INPUT RECORDS:
○ ○ ○
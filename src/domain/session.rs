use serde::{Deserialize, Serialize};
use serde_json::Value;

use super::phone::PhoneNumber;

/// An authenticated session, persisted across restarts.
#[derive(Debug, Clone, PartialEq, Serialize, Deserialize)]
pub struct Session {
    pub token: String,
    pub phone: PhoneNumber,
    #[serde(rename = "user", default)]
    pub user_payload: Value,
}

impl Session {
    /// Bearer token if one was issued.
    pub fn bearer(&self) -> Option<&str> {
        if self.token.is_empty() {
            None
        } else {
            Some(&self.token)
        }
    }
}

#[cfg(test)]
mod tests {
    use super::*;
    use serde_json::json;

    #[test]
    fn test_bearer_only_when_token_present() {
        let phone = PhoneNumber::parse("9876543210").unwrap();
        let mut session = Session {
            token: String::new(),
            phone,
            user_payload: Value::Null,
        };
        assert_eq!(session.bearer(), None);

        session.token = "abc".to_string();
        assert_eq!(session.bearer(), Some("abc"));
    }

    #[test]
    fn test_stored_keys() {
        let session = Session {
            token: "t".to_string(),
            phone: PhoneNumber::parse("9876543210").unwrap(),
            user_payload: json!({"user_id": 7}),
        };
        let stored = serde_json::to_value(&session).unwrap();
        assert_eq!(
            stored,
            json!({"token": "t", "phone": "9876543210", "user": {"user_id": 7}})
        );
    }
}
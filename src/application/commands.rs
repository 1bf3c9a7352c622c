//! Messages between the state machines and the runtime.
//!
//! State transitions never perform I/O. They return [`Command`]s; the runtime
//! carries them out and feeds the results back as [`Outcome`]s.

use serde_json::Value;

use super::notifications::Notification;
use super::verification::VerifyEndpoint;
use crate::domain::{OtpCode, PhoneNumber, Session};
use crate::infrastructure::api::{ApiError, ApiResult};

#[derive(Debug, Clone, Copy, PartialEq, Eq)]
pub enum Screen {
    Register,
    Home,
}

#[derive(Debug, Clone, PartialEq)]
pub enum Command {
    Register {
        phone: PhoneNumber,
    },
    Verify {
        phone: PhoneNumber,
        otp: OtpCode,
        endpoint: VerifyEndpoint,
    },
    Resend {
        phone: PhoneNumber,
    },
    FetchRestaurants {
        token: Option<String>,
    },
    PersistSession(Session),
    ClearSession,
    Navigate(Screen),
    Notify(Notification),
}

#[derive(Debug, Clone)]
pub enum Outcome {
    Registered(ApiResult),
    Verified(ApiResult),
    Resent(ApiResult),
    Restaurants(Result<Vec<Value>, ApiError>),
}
○ ○ ○
BRIEF:
Respond with the exact lines running from the one that contains "pub enum Command" through the last line of the data above, and no other lines.

SOLUTION BELOW:
pub enum Command {
    Register {
        phone: PhoneNumber,
    },
    Verify {
        phone: PhoneNumber,
        otp: OtpCode,
        endpoint: VerifyEndpoint,
    },
    Resend {
        phone: PhoneNumber,
    },
    FetchRestaurants {
        token: Option<String>,
    },
    PersistSession(Session),
    ClearSession,
    Navigate(Screen),
    Notify(Notification),
}

#[derive(Debug, Clone)]
pub enum Outcome {
    Registered(ApiResult),
    Verified(ApiResult),
    Resent(ApiResult),
    Restaurants(Result<Vec<Value>, ApiError>),
}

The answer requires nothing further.